As a physical therapist, I see many people who come into my office and sheepishly admit that they sit all day long for their jobs. As our reliance on technology for our jobs increases, this becomes more and more of the norm for society.

Personally, I think sitting has gotten a bad rap, and what we really need to do is look at our lack of physical activity overall. When we sit every day for our job, it can have a negative impact on the body, but an overall lack of physical activity is much more concerning than sitting itself.

When we sit, our bodies adapt to that position. There are several things that occur, such as a tightening of the hamstrings and a forward head and rounded shoulder posture. We don’t use our core muscles when we sit, because our body is supported, so there can be a weakening of those muscles as well. Our body gets used to not having to use these muscle groups. Then, when you do try to get out and be active, or work in the yard, you might be more susceptible to injury or pain because your body isn’t used to that kind of stress.

In short, you don’t need to quit your day job to pursue a career that involves standing all day. What you really need to do is increase your activity level outside of work and incorporate some regular exercises that combat the negative effects of sitting. These exercises can include core strengthening, stretching of the hips and chest and exercises to reverse your forward posture.

If you are experiencing pain related to sitting for long periods of time, a physical therapist can help you identify a more targeted exercise program.
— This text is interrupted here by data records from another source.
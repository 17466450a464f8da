// SPDX-FileCopyrightText: 2026 VetDesk Contributors
// SPDX-License-Identifier: MIT OR Apache-2.0

//! Clinic-facing logic of the VetDesk client.
//!
//! - [`workflow`]: optimistic appointment status transitions
//! - [`board`] and [`queue`]: pure views over appointment lists
//! - [`queries`]: clinic resources bound to cache keys
//! - [`boundary`]: failure capture for views

pub mod board;
pub mod boundary;
pub mod queries;
pub mod queue;
pub mod workflow;

pub use board::{column_for, is_flagged, Board, Column, ColumnKey};
pub use boundary::{CapturedFailure, ErrorBoundary, FailureKind};
pub use queries::ClinicQueries;
pub use queue::{build_queue, format_wait, QueueItem};
pub use workflow::{parse_target, QuickAction, StatusWorkflow};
Physical Therapist Kyle Stevenson, D.P.T., sees patients at MidMichigan’s Rehabilitation Services location in Greater Midland North-End Fitness Center. He has a special interest in sports medicine, and enjoys working with athletes of all ages. He has completed specialized coursework and training for the throwing athletes. New patients are welcome with a physician referral by calling (989) 832-5913. Those who would like more information about MidMichigan’s Rehabilitation Services may visit www.midmichigan.org/rehabilitation.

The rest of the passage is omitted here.